INTRODUCTION: Exposure to teratogenic agents during pregnancy can harm embryonic development. The OECD 414 (2018) guideline remains the gold standard for DART testing; however, it is resource-intensive, requires nearly 1,000 animals per study, and may not accurately predict human outcomes. These limitations highlight the need for New Approach Methodologies (NAMs) that are human-relevant and animal-free. Identifying reliable teratogenicity biomarkers is essential for developing human-based in vitro models.
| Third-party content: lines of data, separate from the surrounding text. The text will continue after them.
//! Bounds-checked big-endian reads over an immutable byte buffer.
//!
//! GameCube/Wii asset formats are big-endian throughout, and texture headers
//! are frequently embedded at arbitrary offsets inside larger container
//! files. `ByteReader` wraps a borrowed byte slice and validates every
//! access, so a corrupt offset surfaces as [`OxiTexError::InvalidOffset`]
//! rather than a panic.
//!
//! # Example
//!
//! ```
//! use oxitex_core::ByteReader;
//!
//! let data = [0x12, 0x34, 0x56, 0x78];
//! let reader = ByteReader::new(&data);
//! assert_eq!(reader.read_u16(0).unwrap(), 0x1234);
//! assert_eq!(reader.read_u32(0).unwrap(), 0x12345678);
//! assert!(reader.read_u32(1).is_err());
//! ```

use crate::error::{OxiTexError, Result};
use encoding_rs::SHIFT_JIS;

/// A bounds-checked reader over a borrowed byte slice.
///
/// All multi-byte reads are big-endian. Offsets are absolute within the
/// wrapped slice; callers embedding structures at an offset add their own
/// base.
#[derive(Debug, Clone, Copy)]
pub struct ByteReader<'a> {
    data: &'a [u8],
}

impl<'a> ByteReader<'a> {
    /// Create a reader over the given slice.
    pub fn new(data: &'a [u8]) -> Self {
        Self { data }
    }

    /// Total length of the underlying buffer.
    pub fn len(&self) -> usize {
        self.data.len()
    }

    /// Whether the underlying buffer is empty.
    pub fn is_empty(&self) -> bool {
        self.data.is_empty()
    }

    /// The entire underlying buffer.
    pub fn data(&self) -> &'a [u8] {
        self.data
    }

    /// Read `length` bytes starting at `offset`.
    pub fn read_bytes(&self, offset: usize, length: usize) -> Result<&'a [u8]> {
        let end = offset
            .checked_add(length)
            .ok_or_else(|| OxiTexError::invalid_offset(offset, length, self.data.len()))?;
        self.data
            .get(offset..end)
            .ok_or_else(|| OxiTexError::invalid_offset(offset, length, self.data.len()))
    }

    /// Read a u8 at `offset`.
    pub fn read_u8(&self, offset: usize) -> Result<u8> {
        Ok(self.read_bytes(offset, 1)?[0])
    }

    /// Read a big-endian u16 at `offset`.
    pub fn read_u16(&self, offset: usize) -> Result<u16> {
        let bytes = self.read_bytes(offset, 2)?;
        Ok(u16::from_be_bytes([bytes[0], bytes[1]]))
    }

    /// Read a big-endian u32 at `offset`.
    pub fn read_u32(&self, offset: usize) -> Result<u32> {
        let bytes = self.read_bytes(offset, 4)?;
        Ok(u32::from_be_bytes([bytes[0], bytes[1], bytes[2], bytes[3]]))
    }

    /// Read a fixed-length Shift_JIS string at `offset`.
    ///
    /// Trailing NUL padding is stripped. Returns an error when the range is
    /// out of bounds or the bytes are not valid Shift_JIS.
    pub fn read_str(&self, offset: usize, length: usize) -> Result<String> {
        let bytes = self.read_bytes(offset, length)?;
        let (decoded, _, had_errors) = SHIFT_JIS.decode(bytes);
        if had_errors {
            return Err(OxiTexError::EncodingError { offset });
        }
        Ok(decoded.trim_end_matches('\0').to_owned())
    }

    /// Read a fixed-length Shift_JIS string, returning `None` on any failure.
    ///
    /// Used for magic sniffing, where a short or binary buffer is an
    /// expected outcome rather than an error.
    pub fn try_read_str(&self, offset: usize, length: usize) -> Option<String> {
        self.read_str(offset, length).ok()
    }
}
Dental stromal cells, easily obtained from discarded teeth, offer a promising source of human multipotent stem cells with well-defined biomarker expression. OBJECTIVE: To develop a teratogen screening platform using dental stromal cells as a human-based model. MATERIALS AND METHODS: Stromal cells from the apical papilla (SCAPs) were isolated, cultured, and characterized by flow cytometry. Cells were exposed to classical teratogenic - 5-fluorouracil (0.1–360 µg/mL), methotrexate, and cyclophosphamide (0.1–1000 µg/mL) and the non-teratogenic compound folic acid (0.16–250 µg/mL). CV80 values were determined using the MTT assay. Biomarker expression (Nestin, OCT-3/4, and Stro-1) was assessed at 48 hours, while CD90 and CD105 were evaluated from 24 to 120 hours by flow cytometry. RESULTS AND CONCLUSIONS: SCAPs exhibited a positive phenotype for CD90, CD105, Stro-1, Nanog, OCT-¾ and Nestin, while CD34 expression was negative. No cytotoxicity was observed at any concentration after 24 hours of exposure to 5-FU, MTX, CTX, or folic acid. However, the CV80 value was determined to be 13.47 μg/mL after 48 hours of exposure to 5-FU. The CV80-48h values for folic acid, MTX, and CTX could not be established. No modulation was observed in the expression of Nestin, OCT-¾, Stro-1, or CD90 following exposure to 5-FU. However, a concentration- and time-dependent reduction in CD105 expression was evident when SCAPs were exposed to 5-FU, MTX, and CTX at 72 and 120 hours. In contrast, folic acid did not alter CD105 expression. These findings suggest the potential of human dental stromal cells as a relevant tool for developing NAMs. Additionally, CD105 downregulation may disrupt TGF-β signaling via ALK-1/SMAD 1/5/8, impairing proliferation, migration, and angiogenesis, mechanisms consistent with known teratogenic effects, such as those caused by thalidomide. Therefore, CD105 emerges as a key biomarker for in vitro teratogenicity screening.